Все нужные материалы были приготовлены заранее. Плетнев сейчас же протянул профессору требуемое. Пленка негатива была ясна и бесспорна. Слабыми, но четкими линиями обрисовывалась сердце нормальных размеров. Сосуды сердца были заметны на снимке только чуть более темными извилистыми змейками за черным, словно тюремным, переплетом ребер, грудной кости и позвоночника.

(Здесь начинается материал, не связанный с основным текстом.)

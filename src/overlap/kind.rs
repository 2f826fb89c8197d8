// SPDX-License-Identifier: MIT
//
// Copyright (c) 2025 Alexandre Severino
//
// Permission is hereby granted, free of charge, to any person obtaining a copy
// of this software and associated documentation files (the "Software"), to deal
// in the Software without restriction, including without limitation the rights
// to use, copy, modify, merge, publish, distribute, sublicense, and/or sell
// copies of the Software, and to permit persons to whom the Software is
// furnished to do so, subject to the following conditions:
//
// The above copyright notice and this permission notice shall be included in
// all copies or substantial portions of the Software.
//
// THE SOFTWARE IS PROVIDED "AS IS", WITHOUT WARRANTY OF ANY KIND, EXPRESS OR
// IMPLIED, INCLUDING BUT NOT LIMITED TO THE WARRANTIES OF MERCHANTABILITY,
// FITNESS FOR A PARTICULAR PURPOSE AND NONINFRINGEMENT. IN NO EVENT SHALL THE
// AUTHORS OR COPYRIGHT HOLDERS BE LIABLE FOR ANY CLAIM, DAMAGES OR OTHER
// LIABILITY, WHETHER IN AN ACTION OF CONTRACT, TORT OR OTHERWISE, ARISING FROM,
// OUT OF OR IN CONNECTION WITH THE SOFTWARE OR THE USE OR OTHER DEALINGS IN THE
// SOFTWARE.

use std::fmt;

use serde::{Deserialize, Serialize};

/// How two placed faces touch. Ordered by `priority`; vertex and edge-vertex
/// contacts tie at the bottom.
#[derive(Clone, Copy, Debug, PartialEq, Eq, Hash, Serialize, Deserialize)]
#[serde(rename_all = "kebab-case")]
pub enum OverlapKind {
    VertexVertex,
    EdgeVertex,
    EdgeEdge,
    FaceFace,
}

impl OverlapKind {
    pub fn priority(self) -> u8 {
        match self {
            OverlapKind::VertexVertex | OverlapKind::EdgeVertex => 1,
            OverlapKind::EdgeEdge => 2,
            OverlapKind::FaceFace => 3,
        }
    }

    pub fn as_str(self) -> &'static str {
        match self {
            OverlapKind::VertexVertex => "vertex-vertex",
            OverlapKind::EdgeVertex => "edge-vertex",
            OverlapKind::EdgeEdge => "edge-edge",
            OverlapKind::FaceFace => "face-face",
        }
    }

    /// The stronger of two kinds; on a tie the one already held wins.
    pub fn strongest(held: Option<Self>, found: Self) -> Self {
        match held {
            Some(h) if h.priority() >= found.priority() => h,
            _ => found,
        }
    }
}

impl fmt::Display for OverlapKind {
    fn fmt(&self, f: &mut fmt::Formatter<'_>) -> fmt::Result {
        f.write_str(self.as_str())
    }
}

— Сколько лет пациенту? — Шестьдесят.

— Странно… По состоянию сердца я не дал бы ему больше 46–47. Курит? Пьет?.. Та-а-ак… Вы не ошиблись ли, показывая мне этого пациента? — Нет, коллега.

Аппингер пожал плечами.

— Ну, что ж… Для его возраста сердечно-сосудистая система не дает данных для опасения. Конечно, есть неврастения, зависящая, очевидно, от злоупотребления табаком и спиртным. Может быть, имеются и постоянные тревоги и заботы в размерах, превышающих нормальные… А в общем — ничего серьезного.

— Будьте добры, коллега, все это изложить на бумаге.

Тот, пожав плечами, присел за стол и написал несколько строк.

— Как назвать пациента?

— «Пациент номер 1», — коротко ответил ему чиновник. Через минуту профессор поднялся. — Есть еще кто-нибудь?

— Да, пожалуйста, профессор. Пожалуйте за нами.

— Так, может быть, проще пациента сюда пригласить, чем мне бегать по комнатам и хрупкие инструменты с собой носить? — недовольно спросил немец.

— Извините, герр профессор. Распорядок этот установлен не нами, а приказаниями свыше… И поэтому…

вернуться

32

Особый медицинский прибор, приставляемый к телу больного. От прибора идут резиновые трубки к ушам врача…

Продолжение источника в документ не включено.